El camino más concreto es pedirle por escrito al empleador si existe realmente una cláusula contractual que te garantice el teletrabajo total, o si el cambio entra dentro de sus prerrogativas. No es tan simple como parece: si en tu contrato individual está escrito "trabajo en modalidad ágil" y no "trabajo en modalidad ágil hasta nueva comunicación", tienes un terreno más sólido para oponerte. Si en cambio el contrato es vago y dice solo "modalidad de trabajo a acordarse", entonces técnicamente la empresa tiene amplios márgenes.

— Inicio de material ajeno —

//! Overlay textures and the providers that produce them.
//!
//! A provider is told the output frame size once, then renders a full-frame straight-alpha
//! texture with its content already placed. The compositor blends that texture over every frame.

use std::str::FromStr;

use crate::foundation::error::{VidmarkError, VidmarkResult};
use crate::render::surface::frame_len;

/// Full-frame overlay pixels.
#[derive(Clone, Debug, PartialEq)]
pub struct OverlayTexture {
    /// Width in pixels.
    pub width: u32,
    /// Height in pixels.
    pub height: u32,
    /// Straight-alpha RGBA8, rows top to bottom.
    pub data: Vec<u8>,
    /// Global opacity applied while blending.
    pub opacity: f32,
}

impl OverlayTexture {
    /// Fully transparent texture.
    pub fn transparent(width: u32, height: u32) -> VidmarkResult<Self> {
        Ok(Self {
            width,
            height,
            data: vec![0; frame_len(width, height)?],
            opacity: 1.0,
        })
    }

    /// `true` when blending the texture cannot change a frame.
    pub fn is_invisible(&self) -> bool {
        self.opacity <= 0.0 || self.data.chunks_exact(4).all(|px| px[3] == 0)
    }

    /// Copy `pixels` (`rect.width * rect.height` RGBA8) into `rect`, clipped to the texture.
    pub fn blit(&mut self, rect: Rect, pixels: &[u8]) -> VidmarkResult<()> {
        let row_len = rect.width as usize * 4;
        if pixels.len() != row_len * rect.height as usize {
            return Err(VidmarkError::validation(format!(
                "blit source is {} bytes, expected {}x{} rgba",
                pixels.len(),
                rect.width,
                rect.height
            )));
        }
        let stride = self.width as usize * 4;
        let x0 = rect.x.min(self.width) as usize;
        let copy_w = (rect.x + rect.width).min(self.width) as usize - x0;
        for row in 0..rect.height {
            let y = rect.y + row;
            if y >= self.height {
                break;
            }
            let src = &pixels[row as usize * row_len..][..copy_w * 4];
            let dst_at = y as usize * stride + x0 * 4;
            self.data[dst_at..dst_at + copy_w * 4].copy_from_slice(src);
        }
        Ok(())
    }
}

/// Source of the overlay drawn on top of every frame.
pub trait OverlayProvider: Send {
    /// Output frame size. Called before `provide`.
    fn set_dimensions(&mut self, width: u32, height: u32) -> VidmarkResult<()>;

    /// Render the overlay for the current dimensions.
    fn provide(&mut self) -> VidmarkResult<OverlayTexture>;
}

/// Where overlay content sits inside the frame.
#[derive(Clone, Copy, Debug, Default, PartialEq, Eq, serde::Serialize, serde::Deserialize)]
#[serde(rename_all = "kebab-case")]
pub enum Placement {
    /// Stretched over the whole frame.
    #[default]
    Fill,
    /// Centered.
    Center,
    /// Top-left corner.
    TopLeft,
    /// Top-right corner.
    TopRight,
    /// Bottom-left corner.
    BottomLeft,
    /// Bottom-right corner.
    BottomRight,
}

impl Placement {
    /// Names accepted by [`Placement::from_str`].
    pub const NAMES: [&'static str; 6] = [
        "fill",
        "center",
        "top-left",
        "top-right",
        "bottom-left",
        "bottom-right",
    ];
}

impl FromStr for Placement {
    type Err = VidmarkError;

    fn from_str(s: &str) -> Result<Self, Self::Err> {
        Ok(match s {
            "fill" => Self::Fill,
            "center" => Self::Center,
            "top-left" => Self::TopLeft,
            "top-right" => Self::TopRight,
            "bottom-left" => Self::BottomLeft,
            "bottom-right" => Self::BottomRight,
            other => {
                return Err(VidmarkError::validation(format!(
                    "unknown placement '{other}' (expected one of {})",
                    Self::NAMES.join(", ")
                )));
            }
        })
    }
}

/// Pixel rectangle.
#[derive(Clone, Copy, Debug, PartialEq, Eq)]
pub struct Rect {
    /// Left edge.
    pub x: u32,
    /// Top edge.
    pub y: u32,
    /// Width.
    pub width: u32,
    /// Height.
    pub height: u32,
}

/// Placement, margin and size of overlay content.
#[derive(Clone, Copy, Debug, PartialEq, serde::Serialize, serde::Deserialize)]
#[serde(default, deny_unknown_fields)]
pub struct Layout {
    /// Anchor of the content.
    pub placement: Placement,
    /// Distance to the frame edges in pixels (ignored by [`Placement::Fill`]).
    pub margin: u32,
    /// Content width as a fraction of the frame width (ignored by [`Placement::Fill`]).
    pub scale: f32,
}

impl Default for Layout {
    fn default() -> Self {
        Self {
            placement: Placement::Fill,
            margin: 16,
            scale: 0.25,
        }
    }
}

impl Layout {
    /// Check ranges.
    pub fn validate(&self) -> VidmarkResult<()> {
        if !self.scale.is_finite() || self.scale <= 0.0 || self.scale > 1.0 {
            return Err(VidmarkError::validation(format!(
                "overlay scale must be in (0, 1], got {}",
                self.scale
            )));
        }
        Ok(())
    }

    /// Target rectangle of `content_w x content_h` content in a `frame_w x frame_h` frame.
    ///
    /// Corner and center placements keep the content's aspect ratio and shrink it to fit inside
    /// the margins.
    pub fn rect(&self, frame_w: u32, frame_h: u32, content_w: u32, content_h: u32) -> Rect {
        if self.placement == Placement::Fill || content_w == 0 || content_h == 0 {
            return Rect {
                x: 0,
                y: 0,
                width: frame_w,
                height: frame_h,
            };
        }
        let avail_w = frame_w.saturating_sub(2 * self.margin).max(1) as f64;
        let avail_h = frame_h.saturating_sub(2 * self.margin).max(1) as f64;
        let aspect = content_h as f64 / content_w as f64;
        let mut w = (frame_w as f64 * f64::from(self.scale)).min(avail_w);
        let mut h = w * aspect;
        if h > avail_h {
            h = avail_h;
            w = h / aspect;
        }
        let width = (w.round() as u32).max(1);
        let height = (h.round() as u32).max(1);

        let left = self.margin.min(frame_w.saturating_sub(width));
        let right = frame_w.saturating_sub(width + self.margin);
        let top = self.margin.min(frame_h.saturating_sub(height));
        let bottom = frame_h.saturating_sub(height + self.margin);
        let (x, y) = match self.placement {
            Placement::TopLeft => (left, top),
            Placement::TopRight => (right, top),
            Placement::BottomLeft => (left, bottom),
            Placement::BottomRight => (right, bottom),
            Placement::Center | Placement::Fill => (
                (frame_w.saturating_sub(width)) / 2,
                (frame_h.saturating_sub(height)) / 2,
            ),
        };
        Rect {
            x,
            y,
            width,
            height,
        }
    }
}

/// Overlay that draws nothing.
#[derive(Clone, Debug, Default)]
pub struct TransparentOverlay {
    dims: Option<(u32, u32)>,
}

impl TransparentOverlay {
    /// Create the provider.
    pub fn new() -> Self {
        Self::default()
    }
}

impl OverlayProvider for TransparentOverlay {
    fn set_dimensions(&mut self, width: u32, height: u32) -> VidmarkResult<()> {
        frame_len(width, height)?;
        self.dims = Some((width, height));
        Ok(())
    }

    fn provide(&mut self) -> VidmarkResult<OverlayTexture> {
        let (width, height) = self
            .dims
            .ok_or_else(|| VidmarkError::configuration("overlay dimensions not set"))?;
        let mut texture = OverlayTexture::transparent(width, height)?;
        texture.opacity = 0.0;
        Ok(texture)
    }
}

#[cfg(test)]
#[path = "../../tests/unit/overlay/provider.rs"]
mod tests;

Dicho esto, si tienes necesidades objetivas relacionadas con hijos pequeños (escuela en casa, sin abuelos, etc.), puedes intentar negociar: muchas empresas son más flexibles de lo que crees si se lo presentas bien. Conozco gente en mis círculos que logró obtener 2 días en oficina en lugar de 3, o turnos rotos, simplemente documentando sus necesidades. No es una promesa, pero vale la pena intentarlo antes de aceptar todo.

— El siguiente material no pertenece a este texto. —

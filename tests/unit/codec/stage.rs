use parking_lot::Condvar;

use super::*;
use crate::codec::soft::SoftCodecFactory;
use crate::container::{DemuxSource, MediaInput};
use crate::container::memory::{MemoryInput, MemoryTrack};
use crate::media::format::{keys, mime};
use crate::render::surface::VideoFrame;

const WAIT: Duration = Duration::from_secs(5);

#[derive(Default)]
struct Collected {
    formats: Vec<CodecFormat>,
    samples: Vec<Sample>,
    errors: usize,
    done: bool,
}

#[derive(Default)]
struct Collector {
    state: Mutex<Collected>,
    cond: Condvar,
}

impl Collector {
    fn wait_done(&self) -> MutexGuard<'_, Collected> {
        let mut guard = self.state.lock();
        let timeout = self.cond.wait_while_for(&mut guard, |s| !s.done, WAIT);
        assert!(!timeout.timed_out(), "stage never reached end of stream");
        guard
    }
}

impl StageOutput for Collector {
    fn on_format_changed(&self, format: CodecFormat) {
        self.state.lock().formats.push(format);
    }

    fn on_sample(&self, sample: Sample) {
        let mut s = self.state.lock();
        s.done |= sample.flags.end_of_stream;
        s.samples.push(sample);
        self.cond.notify_all();
    }

    fn on_error(&self, _error: VidmarkError) {
        let mut s = self.state.lock();
        s.errors += 1;
        s.done = true;
        self.cond.notify_all();
    }
}

fn factory() -> Arc<dyn CodecFactory> {
    Arc::new(SoftCodecFactory::new())
}

fn audio_format() -> CodecFormat {
    CodecFormat::audio(mime::AUDIO_RAW, 48_000, 2)
}

#[test]
fn buffer_decoder_delivers_samples_in_order() {
    let stage = CodecStage::new("audio-dec", StageCaps::decoder(mime::AUDIO_RAW), 1, factory());
    let out = Arc::new(Collector::default());
    stage.set_output(out.clone()).unwrap();
    stage.configure(&audio_format(), None).unwrap();
    stage.start().unwrap();
    for i in 0..5i64 {
        stage.feed(vec![i as u8; 8], i * 1_000, SampleFlags::KEY_FRAME).unwrap();
    }
    stage.signal_end_of_stream().unwrap();
    assert_eq!(stage.state(), StageState::Draining);

    let got = out.wait_done();
    assert_eq!(got.errors, 0);
    assert_eq!(got.formats.len(), 1);
    assert_eq!(got.samples.len(), 6);
    let pts: Vec<i64> = got.samples[..5].iter().map(|s| s.presentation_time_us).collect();
    assert_eq!(pts, vec![0, 1_000, 2_000, 3_000, 4_000]);
    assert!(got.samples.iter().all(|s| s.track == 1));
    assert!(got.samples[5].is_eos_marker());
    drop(got);
    assert!(stage.is_output_done());
    stage.release();
}

#[test]
fn rejected_format_is_retried_minimally() {
    let format = CodecFormat::video(mime::VIDEO_RAW, 4, 4)
        .with_int(keys::BIT_RATE, 1_000_000)
        .with_str(keys::PROFILE, "ultra");
    let stage = CodecStage::new("video-enc", StageCaps::encoder(mime::VIDEO_RAW), 0, factory());
    stage.configure(&format, None).unwrap();
    let accepted = stage.configured_format().unwrap();
    assert!(!accepted.contains(keys::PROFILE));
    assert_eq!(accepted.get_int(keys::BIT_RATE), Some(1_000_000));
    stage.release();
}

#[test]
fn configure_errors_are_configuration_errors() {
    let stage = CodecStage::new("dec", StageCaps::decoder(mime::VIDEO_AVC), 0, factory());
    let err = stage
        .configure(&CodecFormat::video(mime::VIDEO_AVC, 4, 4), None)
        .unwrap_err();
    assert_eq!(err.kind(), crate::foundation::error::ErrorKind::Configuration);

    let stage = CodecStage::new("dec", StageCaps::decoder(mime::AUDIO_RAW), 0, factory());
    assert!(stage.configure(&CodecFormat::video(mime::VIDEO_RAW, 4, 4), None).is_err());
    assert!(
        stage
            .configure(&audio_format(), Some(OutputSurface::new()))
            .is_err()
    );
}

#[test]
fn start_requires_consumer_for_callback_delivery() {
    let stage = CodecStage::new("dec", StageCaps::decoder(mime::AUDIO_RAW), 0, factory());
    stage.configure(&audio_format(), None).unwrap();
    assert!(stage.start().is_err());
    assert_eq!(stage.state(), StageState::Configured);
    stage.release();
}

#[test]
fn release_is_idempotent_and_silences_the_stage() {
    let stage = CodecStage::new("dec", StageCaps::decoder(mime::AUDIO_RAW), 0, factory());
    stage.set_output(Arc::new(Collector::default())).unwrap();
    stage.configure(&audio_format(), None).unwrap();
    stage.start().unwrap();
    stage.release();
    stage.release();
    assert_eq!(stage.state(), StageState::Released);
    stage.feed(vec![0u8; 4], 0, SampleFlags::NONE).unwrap();
    stage.signal_end_of_stream().unwrap();
    stage.configure(&audio_format(), None).unwrap();
    stage.start().unwrap();
    assert_eq!(stage.state(), StageState::Released);
}

#[test]
fn feed_before_start_is_rejected() {
    let stage = CodecStage::new("dec", StageCaps::decoder(mime::AUDIO_RAW), 0, factory());
    stage.configure(&audio_format(), None).unwrap();
    assert!(stage.feed(vec![0u8; 4], 0, SampleFlags::NONE).is_err());
    assert!(stage.signal_end_of_stream().is_err());
    stage.release();
}

#[test]
fn polling_delivery_queues_events() {
    let caps = StageCaps::encoder(mime::AUDIO_RAW).with_delivery(Delivery::Polling);
    let stage = CodecStage::new("enc", caps, 0, factory());
    stage.configure(&audio_format(), None).unwrap();
    stage.start().unwrap();
    stage.feed(vec![1u8; 4], 10, SampleFlags::NONE).unwrap();
    stage.signal_end_of_stream().unwrap();

    let mut events = Vec::new();
    while let Some(event) = stage.poll_output(WAIT) {
        let last = matches!(&event, StageEvent::Sample(s) if s.flags.end_of_stream);
        events.push(event);
        if last {
            break;
        }
    }
    assert!(matches!(events[0], StageEvent::FormatChanged(_)));
    match &events[1] {
        StageEvent::Sample(s) => {
            assert_eq!(s.presentation_time_us, 10);
            assert!(s.flags.key_frame);
        }
        other => panic!("unexpected event {other:?}"),
    }
    assert_eq!(events.len(), 3);
    stage.release();
}

#[test]
fn surface_decoder_waits_for_each_acknowledgement() {
    let surface = OutputSurface::new();
    let rendered = Arc::new(Mutex::new(Vec::new()));
    {
        let surface2 = surface.clone();
        let rendered = Arc::clone(&rendered);
        surface.set_on_frame_available(move || {
            if let Some(frame) = surface2.update_tex_image() {
                rendered.lock().push(frame.frame.pts_us);
            }
            surface2.release_frame();
        });
    }
    let stage = CodecStage::new(
        "video-dec",
        StageCaps::surface_decoder(mime::VIDEO_RAW),
        0,
        factory(),
    );
    let out = Arc::new(Collector::default());
    stage.set_output(out.clone()).unwrap();
    stage
        .configure(&CodecFormat::video(mime::VIDEO_RAW, 1, 1), Some(surface.clone()))
        .unwrap();
    stage.start().unwrap();
    for i in 0..4i64 {
        stage.feed(vec![0u8; 4], i * 33_333, SampleFlags::NONE).unwrap();
    }
    stage.signal_end_of_stream().unwrap();

    let got = out.wait_done();
    assert_eq!(got.samples.len(), 1);
    assert!(got.samples[0].is_eos_marker());
    drop(got);
    assert_eq!(*rendered.lock(), vec![0, 33_333, 66_666, 99_999]);
    stage.release();
}

#[test]
fn surface_encoder_receives_frames_and_eos() {
    let stage = CodecStage::new(
        "video-enc",
        StageCaps::surface_encoder(mime::VIDEO_RAW),
        0,
        factory(),
    );
    let out = Arc::new(Collector::default());
    stage.set_output(out.clone()).unwrap();
    assert!(stage.create_input_surface().is_err());
    stage
        .configure(
            &CodecFormat::video(mime::VIDEO_RAW, 1, 1)
                .with_int(keys::FRAME_RATE, 30)
                .with_int(keys::I_FRAME_INTERVAL, 1),
            None,
        )
        .unwrap();
    let surface = stage.create_input_surface().unwrap();
    stage.start().unwrap();
    assert!(stage.feed(vec![0u8; 4], 0, SampleFlags::NONE).is_err());
    for i in 0..3i64 {
        surface
            .submit_frame(VideoFrame::new(1, 1, vec![1u8; 4], i).unwrap())
            .unwrap();
    }
    stage.signal_end_of_stream().unwrap();

    let got = out.wait_done();
    let media: Vec<&Sample> = got.samples.iter().filter(|s| s.is_media()).collect();
    assert_eq!(media.len(), 3);
    assert!(media[0].flags.key_frame);
    assert!(!media[1].flags.key_frame);
    assert!(got.samples.last().unwrap().flags.end_of_stream);
    drop(got);
    stage.release();
}

#[test]
fn pull_source_feeds_from_demuxer_until_exhausted() {
    let samples = (0..3)
        .map(|i| Sample::new(0, vec![i as u8; 4], i * 20_000, SampleFlags::KEY_FRAME))
        .collect();
    let video = MemoryTrack::new(
        CodecFormat::video(mime::VIDEO_RAW, 8, 8),
        vec![Sample::new(0, vec![0u8; 256], 0, SampleFlags::KEY_FRAME)],
    );
    let input = MemoryInput::new(vec![video, MemoryTrack::new(audio_format(), samples)]);
    let mut demuxer = input.open_demuxer().unwrap();
    demuxer.select_track(1).unwrap();
    demuxer.select_track(0).unwrap();
    let demuxer = SharedDemuxer::new(demuxer);

    let stage = CodecStage::new("audio-dec", StageCaps::decoder(mime::AUDIO_RAW), 1, factory());
    let out = Arc::new(Collector::default());
    stage.set_output(out.clone()).unwrap();
    stage.set_pull_source(PullSource { demuxer, track: 1 }).unwrap();
    stage.configure(&audio_format(), None).unwrap();
    stage.start().unwrap();

    let got = out.wait_done();
    let pts: Vec<i64> = got
        .samples
        .iter()
        .filter(|s| s.is_media())
        .map(|s| s.presentation_time_us)
        .collect();
    assert_eq!(pts, vec![0, 20_000, 40_000]);
    drop(got);
    stage.release();
}

/// Driver whose first `failures` output dequeues fail.
struct FlakyDriver {
    inner: Box<dyn CodecDriver>,
    failures: u32,
}

impl CodecDriver for FlakyDriver {
    fn name(&self) -> &str {
        "flaky"
    }

    fn configure(&mut self, format: &CodecFormat, surface: Option<OutputSurface>) -> VidmarkResult<()> {
        self.inner.configure(format, surface)
    }

    fn create_input_surface(&mut self) -> VidmarkResult<InputSurface> {
        self.inner.create_input_surface()
    }

    fn start(&mut self) -> VidmarkResult<()> {
        self.inner.start()
    }

    fn dequeue_input_buffer(&mut self, timeout: Duration) -> VidmarkResult<Option<usize>> {
        self.inner.dequeue_input_buffer(timeout)
    }

    fn queue_input_buffer(
        &mut self,
        index: usize,
        payload: &[u8],
        pts_us: i64,
        flags: SampleFlags,
    ) -> VidmarkResult<()> {
        self.inner.queue_input_buffer(index, payload, pts_us, flags)
    }

    fn dequeue_output_buffer(&mut self, timeout: Duration) -> VidmarkResult<OutputEvent> {
        if self.failures > 0 {
            self.failures -= 1;
            return Err(VidmarkError::codec("transient dequeue failure"));
        }
        self.inner.dequeue_output_buffer(timeout)
    }

    fn output_buffer(&self, index: usize) -> Option<&[u8]> {
        self.inner.output_buffer(index)
    }

    fn release_output_buffer(&mut self, index: usize, render: bool) -> VidmarkResult<()> {
        self.inner.release_output_buffer(index, render)
    }

    fn stop(&mut self) -> VidmarkResult<()> {
        self.inner.stop()
    }

    fn release(&mut self) {
        self.inner.release();
    }
}

struct FlakyFactory(u32);

impl CodecFactory for FlakyFactory {
    fn name(&self) -> &str {
        "flaky"
    }

    fn create_decoder(&self, mime: &str) -> VidmarkResult<Box<dyn CodecDriver>> {
        Ok(Box::new(FlakyDriver {
            inner: SoftCodecFactory::new().create_decoder(mime)?,
            failures: self.0,
        }))
    }

    fn create_encoder(&self, mime: &str) -> VidmarkResult<Box<dyn CodecDriver>> {
        SoftCodecFactory::new().create_encoder(mime)
    }
}

#[test]
fn drain_loop_outlives_a_long_run_of_failures() {
    let stage = CodecStage::new(
        "audio-dec",
        StageCaps::decoder(mime::AUDIO_RAW),
        1,
        Arc::new(FlakyFactory(80)),
    );
    let out = Arc::new(Collector::default());
    stage.set_output(out.clone()).unwrap();
    stage.configure(&audio_format(), None).unwrap();
    stage.start().unwrap();
    for i in 0..3i64 {
        stage.feed(vec![1u8; 8], i * 1_000, SampleFlags::KEY_FRAME).unwrap();
    }
    stage.signal_end_of_stream().unwrap();

    let got = out.wait_done();
    assert_eq!(got.errors, 0);
    assert_eq!(got.samples.len(), 4);
    assert!(got.samples[3].is_eos_marker());
    drop(got);
    stage.release();
}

Último punto: revisa si en el convenio colectivo de tu categoría hay algo sobre los derechos de los padres (permisos, apoyo familiar). A veces hay gente que descubre después que tiene derechos que no conocía. Si luego la empresa sigue insistiendo y tú realmente tienes un contrato blindado, ahí sí que conviene una consulta legal rápida, quizás a través de un sindicato si estás afiliado.